Y es que con lo que ahorro en cuchillas, en jabón, y en loción, me da para viajar y para otro montón de cosas  que otro día que, como hoy, me de por afeitarme, amenazo con contarles. 
Ustedes, señoras y señores, ladies and gentleman, fieles y menos fieles seguidores de este su blog, se lo merecen todo. Así que, aquí me tienen, escribiéndoles bien afeitadito y oliendo a Varón Dandy. Faltaría más. Por mis lectores, ¡mato!.

sábado, 2 de diciembre de 2017

Maldita apuesta


Reto. Tengo el vicio de retarme continuamente. Compito contra mí mismo en una especie de solitario sin cartas. El reto que me planteo, mientras vuelo desde Milán hacia Kutaisi, consiste literalmente en escribirles algo sin que me estalle la cabeza. Y digo que me estalle la cabeza no porque intuya la inminencia de un atentado integrista en este avión, a lo que me refiero es a la remota, y muy poco probable, posibilidad de que, de un momento a otro, me estalle la cabeza debido a lo mucho que me duele.

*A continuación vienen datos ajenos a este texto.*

//! Document tree
//!
//! Arena of nodes keyed by [`NodeId`]. Every insertion and attribute change is
//! queued as a [`MutationRecord`] for batched delivery to observers.

use std::collections::{BTreeMap, HashMap};

use crate::error::{Error, Result};

/// Stable per-node identifier (never reused after a node is reclaimed)
#[derive(Debug, Clone, Copy, PartialEq, Eq, Hash, PartialOrd, Ord)]
pub struct NodeId(u64);

/// RGBA pixel storage of a canvas element
#[derive(Debug, Clone)]
pub struct Bitmap {
    pub width: u32,
    pub height: u32,
    pub pixels: Vec<u8>,
}

impl Bitmap {
    pub fn new(width: u32, height: u32) -> Self {
        Self {
            width,
            height,
            pixels: vec![0; width as usize * height as usize * 4],
        }
    }
}

/// A document node
#[derive(Debug, Clone, Default)]
pub struct Node {
    /// Lowercase tag name, or `#document` / `#shadow-root`
    pub tag: String,
    pub attributes: BTreeMap<String, String>,
    pub text: String,
    /// Inline style declarations
    pub style: BTreeMap<String, String>,
    pub children: Vec<NodeId>,
    pub parent: Option<NodeId>,
    /// Shadow root attached to this element
    pub shadow_root: Option<NodeId>,
    /// Host element of a shadow root
    pub host: Option<NodeId>,
    /// Cross-origin content that cannot be inspected
    pub restricted: bool,
    pub bitmap: Option<Bitmap>,
}

/// A queued change notification
#[derive(Debug, Clone, PartialEq, Eq)]
pub enum MutationRecord {
    ChildList { target: NodeId, added: Vec<NodeId> },
    Attributes { target: NodeId, name: String },
}

impl MutationRecord {
    pub fn target(&self) -> NodeId {
        match self {
            MutationRecord::ChildList { target, .. } | MutationRecord::Attributes { target, .. } => {
                *target
            }
        }
    }
}

/// The document tree
#[derive(Debug)]
pub struct Dom {
    nodes: HashMap<NodeId, Node>,
    next_id: u64,
    document: NodeId,
    document_element: NodeId,
    head: NodeId,
    body: NodeId,
    records: Vec<MutationRecord>,
    ready: bool,
}

impl Default for Dom {
    fn default() -> Self {
        Self::new()
    }
}

impl Dom {
    /// Create `#document > html > (head, body)`
    pub fn new() -> Self {
        let mut dom = Self {
            nodes: HashMap::new(),
            next_id: 1,
            document: NodeId(0),
            document_element: NodeId(0),
            head: NodeId(0),
            body: NodeId(0),
            records: Vec::new(),
            ready: false,
        };
        dom.document = dom.alloc("#document");
        dom.document_element = dom.alloc("html");
        dom.head = dom.alloc("head");
        dom.body = dom.alloc("body");
        dom.link(dom.document, dom.document_element);
        dom.link(dom.document_element, dom.head);
        dom.link(dom.document_element, dom.body);
        dom
    }

    fn alloc(&mut self, tag: &str) -> NodeId {
        let id = NodeId(self.next_id);
        self.next_id += 1;
        let mut node = Node {
            tag: tag.to_ascii_lowercase(),
            ..Default::default()
        };
        if node.tag == "canvas" {
            node.bitmap = Some(Bitmap::new(300, 150));
        }
        self.nodes.insert(id, node);
        id
    }

    fn link(&mut self, parent: NodeId, child: NodeId) {
        if let Some(p) = self.nodes.get_mut(&parent) {
            p.children.push(child);
        }
        if let Some(c) = self.nodes.get_mut(&child) {
            c.parent = Some(parent);
        }
    }

    fn node_mut(&mut self, id: NodeId) -> Result<&mut Node> {
        self.nodes
            .get_mut(&id)
            .ok_or_else(|| Error::Inaccessible(format!("node {:?} was reclaimed", id)))
    }

    pub fn document(&self) -> NodeId {
        self.document
    }

    pub fn document_element(&self) -> NodeId {
        self.document_element
    }

    pub fn head(&self) -> NodeId {
        self.head
    }

    pub fn body(&self) -> NodeId {
        self.body
    }

    pub fn node(&self, id: NodeId) -> Option<&Node> {
        self.nodes.get(&id)
    }

    /// Whether the node still exists (not reclaimed)
    pub fn contains(&self, id: NodeId) -> bool {
        self.nodes.contains_key(&id)
    }

    pub fn tag(&self, id: NodeId) -> Option<&str> {
        self.nodes.get(&id).map(|n| n.tag.as_str())
    }

    /// Create a detached element
    pub fn create_element(&mut self, tag: &str) -> NodeId {
        self.alloc(tag)
    }

    /// Append `child` to `parent` and queue a child-list record
    pub fn append_child(&mut self, parent: NodeId, child: NodeId) -> Result<()> {
        if !self.contains(parent) || !self.contains(child) {
            return Err(Error::Inaccessible("append on reclaimed node".into()));
        }
        if let Some(old) = self.nodes.get(&child).and_then(|n| n.parent) {
            if let Some(p) = self.nodes.get_mut(&old) {
                p.children.retain(|c| *c != child);
            }
        }
        self.link(parent, child);
        self.records.push(MutationRecord::ChildList {
            target: parent,
            added: vec![child],
        });
        Ok(())
    }

    /// Detach `id` and reclaim it with its whole subtree
    pub fn remove(&mut self, id: NodeId) {
        if let Some(parent) = self.nodes.get(&id).and_then(|n| n.parent) {
            if let Some(p) = self.nodes.get_mut(&parent) {
                p.children.retain(|c| *c != id);
            }
        }
        let mut stack = vec![id];
        while let Some(next) = stack.pop() {
            if let Some(node) = self.nodes.remove(&next) {
                stack.extend(node.children);
                stack.extend(node.shadow_root);
            }
        }
    }

    pub fn set_attribute(&mut self, id: NodeId, name: &str, value: &str) -> Result<()> {
        let name = name.to_ascii_lowercase();
        self.node_mut(id)?
            .attributes
            .insert(name.clone(), value.to_string());
        self.records
            .push(MutationRecord::Attributes { target: id, name });
        Ok(())
    }

    pub fn attribute(&self, id: NodeId, name: &str) -> Option<&str> {
        self.nodes
            .get(&id)
            .and_then(|n| n.attributes.get(&name.to_ascii_lowercase()))
            .map(|s| s.as_str())
    }

    pub fn set_text(&mut self, id: NodeId, text: &str) -> Result<()> {
        self.node_mut(id)?.text = text.to_string();
        Ok(())
    }

    pub fn text(&self, id: NodeId) -> Option<&str> {
        self.nodes.get(&id).map(|n| n.text.as_str())
    }

    /// Set an inline style declaration; an empty value unsets it
    pub fn set_style(&mut self, id: NodeId, property: &str, value: &str) -> Result<()> {
        let node = self.node_mut(id)?;
        if value.is_empty() {
            node.style.remove(property);
        } else {
            node.style.insert(property.to_string(), value.to_string());
        }
        self.records.push(MutationRecord::Attributes {
            target: id,
            name: "style".into(),
        });
        Ok(())
    }

    pub fn style(&self, id: NodeId, property: &str) -> Option<&str> {
        self.nodes
            .get(&id)
            .and_then(|n| n.style.get(property))
            .map(|s| s.as_str())
    }

    /// Attach a shadow root to `host`
    pub fn attach_shadow(&mut self, host: NodeId) -> Result<NodeId> {
        if let Some(existing) = self.nodes.get(&host).and_then(|n| n.shadow_root) {
            return Ok(existing);
        }
        self.node_mut(host)?;
        let root = self.alloc("#shadow-root");
        if let Some(r) = self.nodes.get_mut(&root) {
            r.host = Some(host);
        }
        if let Some(h) = self.nodes.get_mut(&host) {
            h.shadow_root = Some(root);
        }
        Ok(root)
    }

    pub fn set_restricted(&mut self, id: NodeId, restricted: bool) -> Result<()> {
        self.node_mut(id)?.restricted = restricted;
        Ok(())
    }

    pub fn bitmap(&self, id: NodeId) -> Option<&Bitmap> {
        self.nodes.get(&id).and_then(|n| n.bitmap.as_ref())
    }

    pub fn bitmap_mut(&mut self, id: NodeId) -> Option<&mut Bitmap> {
        self.nodes.get_mut(&id).and_then(|n| n.bitmap.as_mut())
    }

    /// Whether `ancestor` is `id` or one of its light-tree ancestors
    pub fn is_inclusive_ancestor(&self, ancestor: NodeId, id: NodeId) -> bool {
        let mut current = Some(id);
        while let Some(node) = current {
            if node == ancestor {
                return true;
            }
            current = self.nodes.get(&node).and_then(|n| n.parent);
        }
        false
    }

    /// Descendants of `root` in tree order, excluding `root` itself.
    ///
    /// Restricted subtrees below `root` are skipped; a restricted or reclaimed
    /// `root` cannot be inspected at all. Shadow trees are not entered.
    pub fn descendants(&self, root: NodeId) -> Result<Vec<NodeId>> {
        let node = self
            .nodes
            .get(&root)
            .ok_or_else(|| Error::Inaccessible(format!("node {:?} was reclaimed", root)))?;
        if node.restricted {
            return Err(Error::Inaccessible(format!(
                "cross-origin subtree at {:?}",
                root
            )));
        }
        let mut out = Vec::new();
        let mut stack: Vec<NodeId> = node.children.iter().rev().copied().collect();
        while let Some(id) = stack.pop() {
            let Some(node) = self.nodes.get(&id) else {
                continue;
            };
            if node.restricted {
                continue;
            }
            out.push(id);
            stack.extend(node.children.iter().rev().copied());
        }
        Ok(out)
    }

    /// All `script` elements of the document, in tree order
    pub fn scripts(&self) -> Vec<NodeId> {
        self.descendants(self.document)
            .unwrap_or_default()
            .into_iter()
            .filter(|id| self.tag(*id) == Some("script"))
            .collect()
    }

    /// Mark the document as parsed
    pub fn set_ready(&mut self) -> bool {
        !std::mem::replace(&mut self.ready, true)
    }

    pub fn is_ready(&self) -> bool {
        self.ready
    }

    /// Drain queued mutation records in the order they occurred
    pub fn take_records(&mut self) -> Vec<MutationRecord> {
        std::mem::take(&mut self.records)
    }

    pub fn has_pending_records(&self) -> bool {
        !self.records.is_empty()
    }
}

#[cfg(test)]
mod tests {
    use super::*;

    #[test]
    fn test_skeleton() {
        let dom = Dom::new();
        assert_eq!(dom.tag(dom.document_element()), Some("html"));
        assert_eq!(dom.tag(dom.body()), Some("body"));
        assert!(dom.is_inclusive_ancestor(dom.document(), dom.body()));
    }

    #[test]
    fn test_append_queues_record() {
        let mut dom = Dom::new();
        let script = dom.create_element("SCRIPT");
        assert_eq!(dom.tag(script), Some("script"));
        dom.append_child(dom.head(), script).unwrap();
        let records = dom.take_records();
        assert_eq!(
            records,
            vec![MutationRecord::ChildList {
                target: dom.head(),
                added: vec![script]
            }]
        );
        assert_eq!(dom.scripts(), vec![script]);
    }

    #[test]
    fn test_remove_reclaims_subtree() {
        let mut dom = Dom::new();
        let div = dom.create_element("div");
        let inner = dom.create_element("span");
        dom.append_child(dom.body(), div).unwrap();
        dom.append_child(div, inner).unwrap();
        dom.remove(div);
        assert!(!dom.contains(div));
        assert!(!dom.contains(inner));
        assert!(dom.node(dom.body()).unwrap().children.is_empty());
    }

    #[test]
    fn test_restricted_subtree_skipped() {
        let mut dom = Dom::new();
        let frame = dom.create_element("iframe");
        let inner = dom.create_element("div");
        dom.append_child(dom.body(), frame).unwrap();
        dom.append_child(frame, inner).unwrap();
        dom.set_restricted(frame, true).unwrap();

        let all = dom.descendants(dom.document()).unwrap();
        assert!(!all.contains(&frame));
        assert!(!all.contains(&inner));
        assert!(dom.descendants(frame).is_err());
    }

    #[test]
    fn test_style_unset() {
        let mut dom = Dom::new();
        let body = dom.body();
        dom.set_style(body, "overflow", "hidden").unwrap();
        assert_eq!(dom.style(body, "overflow"), Some("hidden"));
        dom.set_style(body, "overflow", "").unwrap();
        assert_eq!(dom.style(body, "overflow"), None);
    }
}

Así que el reto que asumo con ustedes en tan precarias condiciones —pero ante todo conmigo mismo—, es el de escribirles un relato antes de que me estalle la cabeza y lo ponga todo perdido de masa encefálica. La masa encefálica no se llama así —al menos eso creo—, porque los hombres estemos todo el día hablando con nuestro falo, o sea, hablando en plata: de que los hombres nos pasemos el día hablando con nuestra polla en lugar de estar pendientes de otras tareas más productivas y menesterosas. (Al no estar en horario infantil, se habrán dado cuenta de que he usado la palabra “polla” de un modo peyorativo) 
De todas formas, sea cierto o no que mi cabeza tenga una remota posibilidad de estallar en pleno vuelo, como antaño sucedía con algunas prótesis mamarias; quiero intentar escribirles algo para no perder la apuesta que he hecho conmigo mismo.
¿Que en qué consiste la apuesta? Pues en eso, en escribirles sin que me estalle la cabeza y llene a todo el pasaje de sebo gris. El cerebro, por si no lo saben ustedes—aunque pienso que a estas alturas todo el mundo lo sabe—, está formado por una masa viscosa y grasienta de color grisáceo, atravesada por miles de pequeñas venas que transportan sangre y oxigeno para que las neuronas mantengan su funcionalidad. (Nota del autor: se dice que algunos hombres disponen de una única neurona alojada en su entrepierna, al parecer, ésta les demanda grandes cantidades de sangre y oxigeno lo que les deja el cerebro más hueco que el agujero de un donuts) 
Como les decía, vuelo sobre el Mar Negro, en dirección a Kutaisi, en un vuelo de Wizz, rodeado de gente a la que mi dolor de cabeza le importa tanto, o menos, que la independencia de Cataluña. Sin embargo, pese a la apatía de todo el pasaje, incluso frente a la apatía de toda la tripulación, pese a la apatía, más incluso aún, de toda Europa frente al esperpento político y social que hemos conocido y sufrido como el “procés”, juro y perjuro que a mí me duele mucho la cabeza, tanto es así que no sé qué les podría yo escribir a más de once mil pies de altura para no perder la susodicha apuesta. 
Temo, a estas alturas —nunca vino más propio lo de las “alturas”—, que mi cerebro, aprovechando la coyuntura, se pretenda independizar del resto de mi cuerpo, aunque ello le suponga una terrible asfixia por la irremediable pérdida de riego sanguíneo y de flujo de oxigeno que, de ipso facto, tal situación le supondría.
¿Ven? Esto es lo peligroso de volar de noche sobre el Mar Negro, que uno lo ve todo negro, y durante esa confusión se le puede venir a uno la negra encima. Y ya no sé qué más narices contarles para no perder la apuesta. Miren, hagamos un trato, o un teatro, como quieran llamarlo: mejor retiro la apuesta y aquí paz y después gloria. No fue una apuesta en firme, se lo juro por Snoopy; sólo les planteé un simulacro de apuesta. Qué otra cosa les podía escribir con este maldito dolor de cabeza que me lleva a maltraer. Para apuestas estaba yo…¡Vamos hombre!